▶ [Task directions]: Please return every line of the records that contains the word "Some".

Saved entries
******************************
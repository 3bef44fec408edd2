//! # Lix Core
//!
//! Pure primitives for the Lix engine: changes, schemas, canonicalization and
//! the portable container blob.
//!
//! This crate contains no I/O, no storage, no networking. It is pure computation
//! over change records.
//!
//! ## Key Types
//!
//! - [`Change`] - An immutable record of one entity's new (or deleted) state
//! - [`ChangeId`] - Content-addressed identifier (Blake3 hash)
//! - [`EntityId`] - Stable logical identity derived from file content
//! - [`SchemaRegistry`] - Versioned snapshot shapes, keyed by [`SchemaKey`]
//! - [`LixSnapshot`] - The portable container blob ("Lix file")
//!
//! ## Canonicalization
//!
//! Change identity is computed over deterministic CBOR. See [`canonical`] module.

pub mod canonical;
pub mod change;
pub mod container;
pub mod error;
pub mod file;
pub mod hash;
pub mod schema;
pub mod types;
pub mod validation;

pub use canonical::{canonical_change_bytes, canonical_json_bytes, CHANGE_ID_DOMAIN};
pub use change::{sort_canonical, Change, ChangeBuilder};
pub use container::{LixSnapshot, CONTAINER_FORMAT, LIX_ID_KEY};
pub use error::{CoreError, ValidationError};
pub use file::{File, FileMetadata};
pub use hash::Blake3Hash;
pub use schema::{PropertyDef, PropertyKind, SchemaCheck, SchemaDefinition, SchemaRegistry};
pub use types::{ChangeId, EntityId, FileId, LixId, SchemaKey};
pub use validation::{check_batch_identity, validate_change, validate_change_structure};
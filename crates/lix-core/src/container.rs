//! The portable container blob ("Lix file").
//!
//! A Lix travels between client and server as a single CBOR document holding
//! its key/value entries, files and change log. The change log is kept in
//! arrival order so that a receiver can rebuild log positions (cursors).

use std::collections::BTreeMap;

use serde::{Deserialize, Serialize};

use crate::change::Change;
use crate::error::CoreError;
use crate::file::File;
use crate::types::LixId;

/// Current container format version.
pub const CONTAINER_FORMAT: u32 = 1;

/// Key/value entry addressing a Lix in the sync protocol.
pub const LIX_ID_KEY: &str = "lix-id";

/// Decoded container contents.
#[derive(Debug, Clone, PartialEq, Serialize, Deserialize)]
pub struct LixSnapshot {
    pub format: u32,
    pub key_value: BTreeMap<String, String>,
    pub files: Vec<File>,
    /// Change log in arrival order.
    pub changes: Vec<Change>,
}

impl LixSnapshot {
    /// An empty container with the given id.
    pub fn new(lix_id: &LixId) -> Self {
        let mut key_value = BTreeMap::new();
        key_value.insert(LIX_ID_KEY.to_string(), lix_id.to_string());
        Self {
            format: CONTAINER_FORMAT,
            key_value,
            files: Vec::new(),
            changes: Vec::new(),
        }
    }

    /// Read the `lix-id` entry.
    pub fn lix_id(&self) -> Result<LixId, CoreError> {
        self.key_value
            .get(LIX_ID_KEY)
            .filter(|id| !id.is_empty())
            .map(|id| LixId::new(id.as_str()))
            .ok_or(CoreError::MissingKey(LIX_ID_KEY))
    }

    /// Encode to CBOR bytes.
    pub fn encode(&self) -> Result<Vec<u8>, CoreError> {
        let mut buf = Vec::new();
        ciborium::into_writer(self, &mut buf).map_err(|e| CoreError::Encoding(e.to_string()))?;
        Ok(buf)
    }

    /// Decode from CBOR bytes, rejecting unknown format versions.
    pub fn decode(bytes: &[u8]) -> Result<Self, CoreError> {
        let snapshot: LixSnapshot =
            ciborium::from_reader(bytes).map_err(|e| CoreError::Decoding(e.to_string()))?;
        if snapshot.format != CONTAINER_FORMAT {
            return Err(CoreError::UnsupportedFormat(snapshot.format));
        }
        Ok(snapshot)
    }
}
******************************
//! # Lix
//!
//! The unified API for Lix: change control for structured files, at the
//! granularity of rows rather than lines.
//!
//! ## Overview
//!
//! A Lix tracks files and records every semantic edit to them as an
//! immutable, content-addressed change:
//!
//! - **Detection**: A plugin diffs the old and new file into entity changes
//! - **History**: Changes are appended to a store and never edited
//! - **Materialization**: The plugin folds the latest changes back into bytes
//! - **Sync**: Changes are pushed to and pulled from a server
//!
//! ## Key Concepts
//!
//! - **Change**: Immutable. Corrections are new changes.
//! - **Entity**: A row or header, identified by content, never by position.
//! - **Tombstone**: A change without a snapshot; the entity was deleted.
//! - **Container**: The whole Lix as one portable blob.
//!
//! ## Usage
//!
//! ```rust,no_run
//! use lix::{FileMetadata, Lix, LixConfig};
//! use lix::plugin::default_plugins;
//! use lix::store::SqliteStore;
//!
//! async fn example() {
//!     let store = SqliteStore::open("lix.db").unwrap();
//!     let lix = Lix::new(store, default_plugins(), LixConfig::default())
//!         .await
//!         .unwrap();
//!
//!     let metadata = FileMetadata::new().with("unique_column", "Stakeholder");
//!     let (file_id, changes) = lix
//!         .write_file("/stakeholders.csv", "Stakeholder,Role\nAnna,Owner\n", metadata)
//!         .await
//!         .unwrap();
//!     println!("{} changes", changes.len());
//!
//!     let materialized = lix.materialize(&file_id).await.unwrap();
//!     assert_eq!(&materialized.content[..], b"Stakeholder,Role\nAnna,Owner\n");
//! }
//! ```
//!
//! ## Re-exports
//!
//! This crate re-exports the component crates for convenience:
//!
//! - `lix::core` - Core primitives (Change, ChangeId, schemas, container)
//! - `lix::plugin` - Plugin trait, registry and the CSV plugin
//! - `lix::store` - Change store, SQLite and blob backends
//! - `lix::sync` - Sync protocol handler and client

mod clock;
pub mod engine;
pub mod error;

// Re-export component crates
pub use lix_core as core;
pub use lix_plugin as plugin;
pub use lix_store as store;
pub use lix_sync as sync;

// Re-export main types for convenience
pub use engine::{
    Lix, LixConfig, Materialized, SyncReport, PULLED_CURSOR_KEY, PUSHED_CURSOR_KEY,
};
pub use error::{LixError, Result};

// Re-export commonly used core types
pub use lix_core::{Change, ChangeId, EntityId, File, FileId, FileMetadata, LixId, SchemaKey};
******************************
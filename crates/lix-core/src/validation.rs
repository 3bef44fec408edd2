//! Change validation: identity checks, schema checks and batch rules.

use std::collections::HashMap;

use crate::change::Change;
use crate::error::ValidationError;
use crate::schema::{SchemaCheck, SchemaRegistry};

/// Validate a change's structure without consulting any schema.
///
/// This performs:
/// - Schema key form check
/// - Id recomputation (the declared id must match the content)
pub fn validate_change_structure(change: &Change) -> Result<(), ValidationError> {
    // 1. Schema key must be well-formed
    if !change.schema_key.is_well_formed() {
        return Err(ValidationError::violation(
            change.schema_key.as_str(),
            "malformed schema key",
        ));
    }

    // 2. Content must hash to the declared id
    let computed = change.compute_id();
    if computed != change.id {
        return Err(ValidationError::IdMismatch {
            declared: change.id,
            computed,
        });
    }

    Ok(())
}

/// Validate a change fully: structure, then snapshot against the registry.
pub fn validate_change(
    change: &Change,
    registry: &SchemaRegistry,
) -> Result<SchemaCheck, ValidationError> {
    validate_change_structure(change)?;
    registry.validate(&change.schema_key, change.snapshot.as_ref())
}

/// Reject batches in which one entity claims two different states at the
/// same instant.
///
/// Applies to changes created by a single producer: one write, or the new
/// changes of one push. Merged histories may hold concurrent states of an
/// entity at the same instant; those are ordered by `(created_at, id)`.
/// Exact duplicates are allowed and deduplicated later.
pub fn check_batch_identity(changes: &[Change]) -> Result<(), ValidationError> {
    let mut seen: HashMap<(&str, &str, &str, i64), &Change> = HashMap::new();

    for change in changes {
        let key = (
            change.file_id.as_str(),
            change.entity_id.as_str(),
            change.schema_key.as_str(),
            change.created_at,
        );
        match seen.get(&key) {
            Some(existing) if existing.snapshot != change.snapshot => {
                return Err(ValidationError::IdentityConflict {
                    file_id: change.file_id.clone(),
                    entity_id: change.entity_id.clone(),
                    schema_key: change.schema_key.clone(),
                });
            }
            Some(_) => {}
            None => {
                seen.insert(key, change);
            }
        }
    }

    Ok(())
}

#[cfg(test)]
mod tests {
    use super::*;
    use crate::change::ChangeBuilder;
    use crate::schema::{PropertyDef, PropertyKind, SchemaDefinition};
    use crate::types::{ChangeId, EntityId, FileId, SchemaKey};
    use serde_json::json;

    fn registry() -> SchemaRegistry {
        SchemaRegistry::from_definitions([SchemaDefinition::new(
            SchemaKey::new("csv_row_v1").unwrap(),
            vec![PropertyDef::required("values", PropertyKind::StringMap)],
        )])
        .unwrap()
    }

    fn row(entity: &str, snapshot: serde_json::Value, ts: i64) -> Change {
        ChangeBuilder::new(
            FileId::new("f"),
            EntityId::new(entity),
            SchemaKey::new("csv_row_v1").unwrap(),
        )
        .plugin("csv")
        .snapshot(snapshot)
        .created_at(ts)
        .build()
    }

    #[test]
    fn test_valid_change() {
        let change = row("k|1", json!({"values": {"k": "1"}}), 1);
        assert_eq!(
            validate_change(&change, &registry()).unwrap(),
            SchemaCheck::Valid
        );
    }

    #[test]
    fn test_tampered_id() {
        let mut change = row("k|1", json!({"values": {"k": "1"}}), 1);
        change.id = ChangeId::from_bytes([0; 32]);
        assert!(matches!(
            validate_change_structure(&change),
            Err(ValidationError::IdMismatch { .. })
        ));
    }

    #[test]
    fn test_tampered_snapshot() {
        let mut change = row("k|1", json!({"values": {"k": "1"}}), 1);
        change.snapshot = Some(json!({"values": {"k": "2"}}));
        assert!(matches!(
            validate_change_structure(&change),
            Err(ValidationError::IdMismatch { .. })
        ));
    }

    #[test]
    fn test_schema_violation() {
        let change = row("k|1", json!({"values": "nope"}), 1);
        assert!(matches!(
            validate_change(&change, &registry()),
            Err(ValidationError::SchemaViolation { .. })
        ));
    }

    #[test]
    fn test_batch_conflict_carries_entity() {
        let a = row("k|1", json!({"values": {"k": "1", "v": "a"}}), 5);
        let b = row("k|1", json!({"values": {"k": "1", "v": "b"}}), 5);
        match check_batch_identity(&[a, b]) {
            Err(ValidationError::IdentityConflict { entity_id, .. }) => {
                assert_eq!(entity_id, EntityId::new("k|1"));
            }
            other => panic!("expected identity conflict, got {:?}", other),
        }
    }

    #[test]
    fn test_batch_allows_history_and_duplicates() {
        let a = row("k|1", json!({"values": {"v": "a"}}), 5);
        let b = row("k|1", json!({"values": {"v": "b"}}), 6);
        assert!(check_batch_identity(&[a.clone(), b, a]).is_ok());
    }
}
******************************
▶ [Solution for this problem]:
            Some(existing) if existing.snapshot != change.snapshot => {
            Some(_) => {}
        change.snapshot = Some(json!({"values": {"k": "2"}}));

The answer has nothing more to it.